Pandemia e smart working, di Grazia Labate

La pandemia ci ha obbligato all’adozione di nuove modalità di lavoro, innescando la marcia verso una transizione inevitabile, complessa da gestire.


Il 2020 è stato segnato dalla pandemia di Covid-19 e dalle conseguenze che essa ha avuto in tutti gli ambiti della vita quotidiana, primo fra tutti il passaggio obbligato allo smart working.
Nel 2021, con l’avvento dei vaccini, uno spiraglio di luce si intravede in fondo al tunnel, ma i dati ci dicono che la curva epidemica non riesce a calare sensibilmente ed il numero dei decessi giornalieri è ancora alto.

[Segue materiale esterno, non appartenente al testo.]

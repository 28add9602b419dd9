//! Model Context Protocol server for Daybook adapters.
//!
//! One process serves exactly one adapter.  [`McpServer`] maps MCP methods
//! onto the [`daybook_adapters::Adapter`] trait and [`stdio`] carries the
//! newline-delimited JSON-RPC messages between the agent host and the
//! server.

pub mod error;
pub mod protocol;
pub mod server;
pub mod stdio;

pub use error::{McpError, Result};
pub use protocol::{JsonRpcRequest, JsonRpcResponse, MCP_PROTOCOL_VERSION};
pub use server::McpServer;
pub use stdio::{run, serve, serve_stdio};
//! Newline-delimited JSON-RPC transport.
//!
//! Each inbound line is one message; each reply is written as one line and
//! flushed immediately.  The session ends when the reader reaches EOF.

use std::sync::Arc;

use tokio::io::{AsyncBufRead, AsyncBufReadExt, AsyncWrite, AsyncWriteExt, BufReader};
use tracing::{debug, info, warn};

use daybook_adapters::Adapter;

use crate::error::Result;
use crate::protocol::{JsonRpcResponse, PARSE_ERROR};
use crate::server::McpServer;

/// Serve MCP messages from `reader` until EOF, writing replies to `writer`.
pub async fn serve<R, W>(server: &McpServer, mut reader: R, mut writer: W) -> Result<()>
where
    R: AsyncBufRead + Unpin,
    W: AsyncWrite + Unpin,
{
    let mut buf = Vec::new();
    loop {
        buf.clear();
        if reader.read_until(b'\n', &mut buf).await? == 0 {
            debug!("transport reached EOF");
            break;
        }

        let reply = match std::str::from_utf8(&buf) {
            Ok(line) => {
                let message = line.trim();
                if message.is_empty() {
                    continue;
                }
                server.handle_message(message).await
            }
            Err(e) => {
                warn!(error = %e, "non-UTF-8 MCP message");
                let response = JsonRpcResponse::error(
                    None,
                    PARSE_ERROR,
                    format!("failed to parse JSON-RPC request: {e}"),
                );
                match serde_json::to_string(&response) {
                    Ok(line) => Some(line),
                    Err(e) => {
                        warn!(error = %e, "failed to serialize parse error");
                        None
                    }
                }
            }
        };

        if let Some(reply) = reply {
            writer.write_all(reply.as_bytes()).await?;
            writer.write_all(b"\n").await?;
            writer.flush().await?;
        }
    }
    Ok(())
}

/// Connect `adapter`, serve one session over the given streams, then
/// disconnect it.
pub async fn run<R, W>(mut adapter: Box<dyn Adapter>, reader: R, writer: W) -> Result<()>
where
    R: AsyncBufRead + Unpin,
    W: AsyncWrite + Unpin,
{
    adapter.connect().await?;
    info!(
        adapter = %adapter.id(),
        server = %adapter.server_name(),
        tools = adapter.tools().len(),
        "MCP server ready"
    );

    let mut shared: Arc<dyn Adapter> = Arc::from(adapter);
    let outcome = {
        let server = McpServer::new(Arc::clone(&shared));
        serve(&server, reader, writer).await
    };

    match Arc::get_mut(&mut shared) {
        Some(adapter) => {
            if let Err(e) = adapter.disconnect().await {
                warn!(error = %e, "adapter disconnect failed");
            }
        }
        None => warn!("adapter still shared at shutdown, skipping disconnect"),
    }

    info!("MCP session closed");
    outcome
}

/// Run one session on the process's stdin and stdout.
pub async fn serve_stdio(adapter: Box<dyn Adapter>) -> Result<()> {
    let reader = BufReader::new(tokio::io::stdin());
    run(adapter, reader, tokio::io::stdout()).await
}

Dobbiamo ancora fare i conti con le restrizioni e i comportamenti responsabili fino a quando la copertura vaccinale ci consegni l’immunità di gregge di cui abbiamo bisogno.
La pandemia ci ha obbligato all’adozione di nuove modalità di lavoro, innescando la marcia verso una transizione inevitabile, complessa da gestire.

Il ripensamento di tempi, spazi, modalità di lavoro ha infatti ripercussioni non solo sulla produttività delle imprese, delle persone coinvolte, sui loro stili di vita, ma anche sugli ecosistemi urbani e sull’organizzazione delle nostre comunità.

Sappiamo bene come la modalità di lavoro a distanza, in inglese remote working, in italiano, nell’uso comune smart working, abbia avuto, il sopravvento, per evitare il diffondersi del virus nei luoghi di lavoro. In realtà, in questi mesi non c’è stato un vero e proprio smart working, ma una sua versione forzata dall’emergenza sanitaria. Lo smart working è stato introdotto in Italia già nel 2017, con la legge 81, come una sorta di evoluzione del telelavoro ovvero il lavoro svolto a casa seguendo gli orari d’ufficio in una postazione lavorativa simile a quella “in sede”, spesso fornita di supporti offerti dall’azienda stessa. Lo smart working, inteso come lavoro agile, comporta invece flessibilità, prevede che non ci siano precisi vincoli di orario o di luogo del lavoro.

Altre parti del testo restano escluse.